Thu, 07 Apr 2005

Not Just Indiana

I have followed with a sense of incredulous amusement the absolute fixation of the new Indiana government on daylight savings time - some of these guys are more obsessed with passing it than this old curmudgeon is obsessed with stopping it. It's gotten to the point that these people are ceasing work on infrastructure improvements, taxation, public works and nearly everything else in an attempt to ram DST down the throats of a Hoosier public that either doesn't want it or couldn't care less one way or another. And I can't for the life of me figure out why.

Few local links here (as the Indianapolis Star archives go offline after a few days) but the short story is that the bill to institute this nutty scheme was first passed, then died getting out of the House when the Democrats "pulled a Texas" and left the building, not allowing the chamber to gain a quorum. The bill was resurrected (over much more substantial and to my mind, important, legislation) and rammed through the House again - only to be amended in a fashion that it's supporters find impossible to accept - it would allow individual counties to opt out! So that's now in a conference committee, and faces a threatened court challenge!

But time stupidity is not just the province of the Indiana Legislature - apparently it's infected Congress as well.

Congress also is debating daylight-saving time. Wednesday, a U.S. House committee adopted an amendment by Rep. Fred Upton, R-Mich., that would extend daylight-saving time by two months...

"Extending daylight-saving time makes sense, especially with skyrocketing energy costs," Upton said. "The more daylight we have, the less electricity we use. It is that simple."

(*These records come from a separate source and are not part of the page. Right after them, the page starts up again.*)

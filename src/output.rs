use std::io::{self, Write};

use camino::{Utf8Path, Utf8PathBuf};
use chrono::NaiveDateTime;
use serde::Serialize;

use crate::app::{FetchResult, ProgressEvent, ProgressSink, RunResult, ScoreResult};

#[derive(Debug, Clone, Copy)]
pub enum OutputMode {
    Interactive,
    NonInteractive,
}

pub struct JsonOutput;

impl JsonOutput {
    pub fn print_score(result: &ScoreResult) -> io::Result<()> {
        Self::print_json(result)
    }

    pub fn print_fetch(result: &FetchResult) -> io::Result<()> {
        Self::print_json(result)
    }

    pub fn print_run(result: &RunResult) -> io::Result<()> {
        Self::print_json(result)
    }

    fn print_json<T: Serialize>(value: &T) -> io::Result<()> {
        let json = serde_json::to_string_pretty(value).map_err(io::Error::other)?;
        let mut stdout = io::stdout();
        stdout.write_all(json.as_bytes())?;
        stdout.write_all(b"\n")?;
        Ok(())
    }
}

impl ProgressSink for JsonOutput {
    fn event(&self, _event: ProgressEvent) {}
}

/// Forwards progress to the log.
pub struct TracingSink;

impl ProgressSink for TracingSink {
    fn event(&self, event: ProgressEvent) {
        match event.elapsed {
            Some(elapsed) => tracing::info!("{} ({:.2?})", event.message, elapsed),
            None => tracing::info!("{}", event.message),
        }
    }
}

/// Per-run log file, `<dir>/<timestamp>_score.log`, with `:` kept out of the timestamp.
pub fn log_file_path(dir: &Utf8Path, started: NaiveDateTime) -> Utf8PathBuf {
    let stamp = started.format("%Y-%m-%dT%H.%M.%S%.6f");
    dir.join(format!("{stamp}_score.log"))
}
//! Entity Resolver
//!
//! Pairs free-text entity names that denote the same thing across two
//! systems ("ACME Corp." / "Acme Corporation"). The `EntityMatcher`
//! capability is asked first; when it is unavailable a Jaro-Winkler
//! pairing over normalized names is used instead.

use crate::capability::{bounded, EntityMatcher, EntityPair};
use crate::observability::redact;
use crate::similarity::normalize;
use std::collections::HashSet;
use std::sync::Arc;
use std::time::Duration;
use tracing::{info, warn};

pub struct EntityResolver {
    matcher: Arc<dyn EntityMatcher>,
    timeout: Duration,
    threshold: f64,
}

impl EntityResolver {
    pub fn new(matcher: Arc<dyn EntityMatcher>, timeout: Duration, threshold: f64) -> Self {
        Self {
            matcher,
            timeout,
            threshold,
        }
    }

    pub async fn resolve(&self, entities: &[String]) -> Vec<EntityPair> {
        if entities.is_empty() {
            return Vec::new();
        }
        let known: HashSet<&str> = entities.iter().map(String::as_str).collect();
        match bounded(self.timeout, self.matcher.resolve_entities(entities)).await {
            Ok(pairs) => {
                let pairs: Vec<EntityPair> = pairs
                    .into_iter()
                    .filter(|p| known.contains(p.left.as_str()) && known.contains(p.right.as_str()))
                    .collect();
                info!("Resolved {} entity pairs", pairs.len());
                pairs
            }
            Err(e) => {
                warn!(
                    "Entity matcher unavailable, falling back to Jaro-Winkler: {}",
                    redact(&e.to_string())
                );
                deterministic_pairs(entities, self.threshold)
            }
        }
    }
}

/// Greedy pairing: each entity joins at most one pair, best partner first.
pub fn deterministic_pairs(entities: &[String], threshold: f64) -> Vec<EntityPair> {
    let normalized: Vec<String> = entities.iter().map(|e| normalize(e)).collect();
    let mut candidates: Vec<(usize, usize, f64)> = Vec::new();
    for i in 0..entities.len() {
        for j in (i + 1)..entities.len() {
            if normalized[i] == normalized[j] && entities[i] == entities[j] {
                continue;
            }
            let score = strsim::jaro_winkler(&normalized[i], &normalized[j]);
            if score >= threshold {
                candidates.push((i, j, score));
            }
        }
    }
    // Highest score first; index order breaks ties so output is stable.
    candidates.sort_by(|x, y| y.2.total_cmp(&x.2).then(x.0.cmp(&y.0)).then(x.1.cmp(&y.1)));

    let mut used: HashSet<usize> = HashSet::new();
    let mut pairs = Vec::new();
    for (i, j, score) in candidates {
        if used.contains(&i) || used.contains(&j) {
            continue;
        }
        used.insert(i);
        used.insert(j);
        pairs.push(EntityPair {
            left: entities[i].clone(),
            right: entities[j].clone(),
            confidence: score,
        });
    }
    pairs
}
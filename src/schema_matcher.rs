//! Schema Matcher
//!
//! Hybrid column alignment: suggestions from the `MatchSuggester`
//! capability are preferred when confident enough, with a deterministic
//! name-similarity fallback per source column.

use crate::capability::{bounded, MatchSuggester, Suggestion};
use crate::dataset::{ColumnType, DatasetRef};
use crate::error::{ReconError, Result};
use crate::observability::redact;
use crate::similarity::name_similarity;
use serde::{Deserialize, Serialize};
use std::collections::{BTreeMap, BTreeSet, HashSet};
use std::sync::Arc;
use std::time::Duration;
use tracing::{debug, info, warn};

pub const DEFAULT_DETERMINISTIC_THRESHOLD: f64 = 0.65;
pub const DEFAULT_SUGGESTION_THRESHOLD: f64 = 0.55;

#[derive(Debug, Clone, PartialEq)]
pub struct MatcherConfig {
    /// Minimum name similarity for a deterministic match.
    pub deterministic_threshold: f64,
    /// Minimum confidence for a suggested match to win.
    pub suggestion_threshold: f64,
}

impl Default for MatcherConfig {
    fn default() -> Self {
        Self {
            deterministic_threshold: DEFAULT_DETERMINISTIC_THRESHOLD,
            suggestion_threshold: DEFAULT_SUGGESTION_THRESHOLD,
        }
    }
}

#[derive(Debug, Clone, Copy, PartialEq, Eq, Serialize, Deserialize)]
#[serde(rename_all = "lowercase")]
pub enum MatchOrigin {
    Suggested,
    Deterministic,
}

/// A (source, target) column pair as exchanged with approvers.
#[derive(Debug, Clone, PartialEq, Eq, Hash, PartialOrd, Ord, Serialize, Deserialize)]
pub struct ColumnPair {
    #[serde(alias = "a", alias = "a_col")]
    pub source: String,
    #[serde(alias = "b", alias = "b_col")]
    pub target: String,
}

impl ColumnPair {
    pub fn new(source: impl Into<String>, target: impl Into<String>) -> Self {
        Self {
            source: source.into(),
            target: target.into(),
        }
    }
}

#[derive(Debug, Clone, PartialEq, Serialize, Deserialize)]
pub struct ColumnMatch {
    pub source: String,
    pub target: String,
    pub confidence: f64,
    #[serde(rename = "type")]
    pub column_type: ColumnType,
    pub origin: MatchOrigin,
}

impl ColumnMatch {
    pub fn pair(&self) -> ColumnPair {
        ColumnPair::new(self.source.clone(), self.target.clone())
    }

    pub fn is_pair(&self, pair: &ColumnPair) -> bool {
        self.source == pair.source && self.target == pair.target
    }
}

#[derive(Debug, Clone, Default, PartialEq, Serialize, Deserialize)]
pub struct SchemaMapping {
    pub matches: Vec<ColumnMatch>,
    pub numeric_columns: Vec<String>,
    pub array_columns: Vec<String>,
    pub string_columns: Vec<String>,
}

impl SchemaMapping {
    /// Derive the per-type column lists (distinct, sorted source columns).
    pub fn from_matches(matches: Vec<ColumnMatch>) -> Self {
        let mut by_type: BTreeMap<ColumnType, BTreeSet<String>> = BTreeMap::new();
        for m in &matches {
            by_type.entry(m.column_type).or_default().insert(m.source.clone());
        }
        let mut take = |t: ColumnType| -> Vec<String> {
            by_type.remove(&t).map(|s| s.into_iter().collect()).unwrap_or_default()
        };
        Self {
            numeric_columns: take(ColumnType::Numeric),
            array_columns: take(ColumnType::Array),
            string_columns: take(ColumnType::String),
            matches,
        }
    }

    /// Keep exactly the approved pairs. Returns the filtered mapping and the
    /// approved pairs that were not among the computed matches.
    pub fn retain_approved(&self, approved: &[ColumnPair]) -> (SchemaMapping, Vec<ColumnPair>) {
        let kept: Vec<ColumnMatch> = self
            .matches
            .iter()
            .filter(|m| approved.iter().any(|p| m.is_pair(p)))
            .cloned()
            .collect();
        let unknown: Vec<ColumnPair> = approved
            .iter()
            .filter(|p| !self.matches.iter().any(|m| m.is_pair(p)))
            .cloned()
            .collect();
        (SchemaMapping::from_matches(kept), unknown)
    }
}

pub struct SchemaMatcher {
    suggester: Arc<dyn MatchSuggester>,
    config: MatcherConfig,
    timeout: Duration,
}

impl SchemaMatcher {
    pub fn new(suggester: Arc<dyn MatchSuggester>, config: MatcherConfig, timeout: Duration) -> Self {
        Self {
            suggester,
            config,
            timeout,
        }
    }

    pub fn config(&self) -> &MatcherConfig {
        &self.config
    }

    /// Align the columns of `a` onto `b`, skipping any `excluded` pair.
    ///
    /// Only missing inputs fail; a broken or slow suggester degrades to
    /// deterministic matching.
    pub async fn map(
        &self,
        a: Option<&DatasetRef>,
        b: Option<&DatasetRef>,
        excluded: &[ColumnPair],
    ) -> Result<SchemaMapping> {
        let a = a.ok_or_else(|| ReconError::Configuration("Schema mapping needs dataset_a".to_string()))?;
        let b = b.ok_or_else(|| ReconError::Configuration("Schema mapping needs dataset_b".to_string()))?;

        let suggestions = match bounded(self.timeout, self.suggester.suggest_matches(&a.columns, &b.columns)).await
        {
            Ok(suggestions) => suggestions,
            Err(e) => {
                warn!(
                    "Match suggestions unavailable, using deterministic matching only: {}",
                    redact(&e.to_string())
                );
                Vec::new()
            }
        };

        let mapping = merge_matches(
            &a.columns,
            &a.column_types,
            &b.columns,
            &suggestions,
            excluded,
            &self.config,
        );
        info!(
            "Mapped {} of {} source columns ({} suggestions received)",
            mapping.matches.len(),
            a.columns.len(),
            suggestions.len()
        );
        Ok(mapping)
    }
}

/// Merge suggestions with deterministic candidates, one match per source column.
pub fn merge_matches(
    columns_a: &[String],
    types_a: &BTreeMap<String, ColumnType>,
    columns_b: &[String],
    suggestions: &[Suggestion],
    excluded: &[ColumnPair],
    config: &MatcherConfig,
) -> SchemaMapping {
    let known_a: HashSet<&str> = columns_a.iter().map(String::as_str).collect();
    let known_b: HashSet<&str> = columns_b.iter().map(String::as_str).collect();
    let is_excluded = |source: &str, target: &str| {
        excluded
            .iter()
            .any(|p| p.source == source && p.target == target)
    };

    let usable: Vec<&Suggestion> = suggestions
        .iter()
        .filter(|s| {
            let ok = known_a.contains(s.source.as_str())
                && known_b.contains(s.target.as_str())
                && !is_excluded(s.source.as_str(), s.target.as_str());
            if !ok {
                debug!("Discarding suggestion {} -> {}", s.source, s.target);
            }
            ok
        })
        .collect();

    let mut seen: HashSet<&str> = HashSet::new();
    let mut matches = Vec::new();
    for source in columns_a {
        if !seen.insert(source.as_str()) {
            continue;
        }
        let column_type = types_a.get(source).copied().unwrap_or(ColumnType::String);

        let best_suggestion = usable
            .iter()
            .copied()
            .filter(|s| &s.source == source)
            .fold(None::<&Suggestion>, |best, s| match best {
                Some(b) if b.confidence >= s.confidence => Some(b),
                _ => Some(s),
            });
        if let Some(s) = best_suggestion.filter(|s| s.confidence >= config.suggestion_threshold) {
            matches.push(ColumnMatch {
                source: source.clone(),
                target: s.target.clone(),
                confidence: s.confidence,
                column_type,
                origin: MatchOrigin::Suggested,
            });
            continue;
        }

        let candidate = deterministic_best(source, columns_b, |t: &str| is_excluded(source.as_str(), t));
        if let Some((target, score)) = candidate.filter(|(_, s)| *s >= config.deterministic_threshold) {
            matches.push(ColumnMatch {
                source: source.clone(),
                target: target.clone(),
                confidence: score,
                column_type,
                origin: MatchOrigin::Deterministic,
            });
        }
    }

    SchemaMapping::from_matches(matches)
}

/// The target maximizing name similarity; the first target wins ties.
pub fn deterministic_best<'b, F>(source: &str, columns_b: &'b [String], skip: F) -> Option<(&'b String, f64)>
where
    F: Fn(&str) -> bool,
{
    let mut best: Option<(&String, f64)> = None;
    let mut best_score = 0.0;
    for target in columns_b {
        if skip(target) {
            continue;
        }
        let score = name_similarity(source, target);
        if score > best_score {
            best_score = score;
            best = Some((target, score));
        }
    }
    best
}
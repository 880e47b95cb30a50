//! SQL rendering for `ReconPlan` (BigQuery Standard SQL).

use super::ReconPlan;
use crate::schema_matcher::ColumnPair;

pub const ARRAY_SCORE_UDF: &str = "ARRAY_OVERLAP_SCORE";

const ARRAY_SCORE_UDF_SQL: &str = r#"CREATE TEMP FUNCTION ARRAY_OVERLAP_SCORE(a ARRAY<STRING>, b ARRAY<STRING>)
RETURNS FLOAT64
LANGUAGE js AS r"""
  const sa = new Set(a || []);
  const sb = new Set(b || []);
  if (sa.size === 0 && sb.size === 0) return 1.0;
  let inter = 0;
  sa.forEach(x => { if (sb.has(x)) inter += 1; });
  const union = new Set([...sa, ...sb]).size;
  return inter / union;
""";
"#;

pub fn quote_ident(name: &str) -> String {
    format!("`{}`", name.replace('\\', "\\\\").replace('`', "\\`"))
}

/// Output column names carried by flagged rows, per comparison kind.
pub fn abs_diff_alias(pair: &ColumnPair) -> String {
    format!("{}_abs_diff", pair.source)
}

pub fn rel_diff_alias(pair: &ColumnPair) -> String {
    format!("{}_rel_diff", pair.source)
}

pub fn array_score_alias(pair: &ColumnPair) -> String {
    format!("{}_array_score", pair.source)
}

pub fn string_recon_alias(pair: &ColumnPair) -> String {
    format!("{}_string_recon", pair.source)
}

/// Projection of the source row and target row, as nested records.
pub const SOURCE_ROW: &str = "a_row";
pub const TARGET_ROW: &str = "b_row";

fn col(table_alias: &str, column: &str) -> String {
    format!("{}.{}", table_alias, quote_ident(column))
}

fn as_string_array(table_alias: &str, column: &str) -> String {
    format!(
        "ARRAY(SELECT CAST(v AS STRING) FROM UNNEST({}) AS v)",
        col(table_alias, column)
    )
}

pub fn render(plan: &ReconPlan) -> String {
    let comparisons = &plan.comparisons;
    let mut projections = vec![
        format!("a AS {}", SOURCE_ROW),
        format!("b AS {}", TARGET_ROW),
    ];
    let mut predicates = Vec::new();

    for pair in &comparisons.numeric {
        let (a, b) = (col("a", &pair.source), col("b", &pair.target));
        let abs_alias = quote_ident(&abs_diff_alias(pair));
        let rel_alias = quote_ident(&rel_diff_alias(pair));
        projections.push(format!("ABS({a} - {b}) AS {abs_alias}"));
        projections.push(format!(
            "SAFE_DIVIDE(ABS({a} - {b}), NULLIF(ABS({b}), 0)) AS {rel_alias}"
        ));
        predicates.push(format!(
            "({abs_alias} > {} OR {rel_alias} > {})",
            plan.thresholds.abs, plan.thresholds.rel
        ));
    }

    for pair in &comparisons.array {
        let alias = quote_ident(&array_score_alias(pair));
        projections.push(format!(
            "{}({}, {}) AS {alias}",
            ARRAY_SCORE_UDF,
            as_string_array("a", &pair.source),
            as_string_array("b", &pair.target)
        ));
        predicates.push(format!("{alias} < 1.0"));
    }

    for pair in &comparisons.string {
        let (a, b) = (col("a", &pair.source), col("b", &pair.target));
        let alias = quote_ident(&string_recon_alias(pair));
        projections.push(format!(
            "CASE\n            WHEN {a} IS NULL AND {b} IS NULL THEN 'MATCH'\n            \
             WHEN {a} IS NULL OR {b} IS NULL THEN 'MISMATCH'\n            \
             WHEN LOWER(CAST({a} AS STRING)) = LOWER(CAST({b} AS STRING)) THEN 'MATCH'\n            \
             ELSE 'MISMATCH'\n        END AS {alias}"
        ));
        predicates.push(format!("{alias} = 'MISMATCH'"));
    }

    let join_condition = plan
        .join_pairs
        .iter()
        .map(|p| format!("{} = {}", col("a", &p.source), col("b", &p.target)))
        .collect::<Vec<_>>()
        .join("\n      AND ");

    let where_clause = if predicates.is_empty() {
        "FALSE".to_string()
    } else {
        predicates.join("\n   OR ")
    };

    let mut sql = String::new();
    if !comparisons.array.is_empty() {
        sql.push_str(ARRAY_SCORE_UDF_SQL);
        sql.push('\n');
    }
    sql.push_str("WITH joined AS (\n    SELECT\n        ");
    sql.push_str(&projections.join(",\n        "));
    sql.push_str(&format!(
        "\n    FROM {} a\n    JOIN {} b\n      ON {}\n)\nSELECT *\nFROM joined\nWHERE {};\n",
        quote_ident(&plan.table_a),
        quote_ident(&plan.table_b),
        join_condition,
        where_clause
    ));
    sql
}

In that case, Rep. Upton, why don't we just move our clocks ahead by 12 hours and eliminate darkness entirely? Think of the energy savings!

The latest twist in the daylight-saving time saga calls for the House to vote today on the bill and let the Senate -- if the measure makes it that far -- deal with a provision that is illegal.

(link) [Indianapolis Star]

Update: Apparently I'm not the only paleo-conservative out there who thinks DST is a stupid ritual, with "the malodorous whiff of industrial policy". Lot's of good history in this article, too.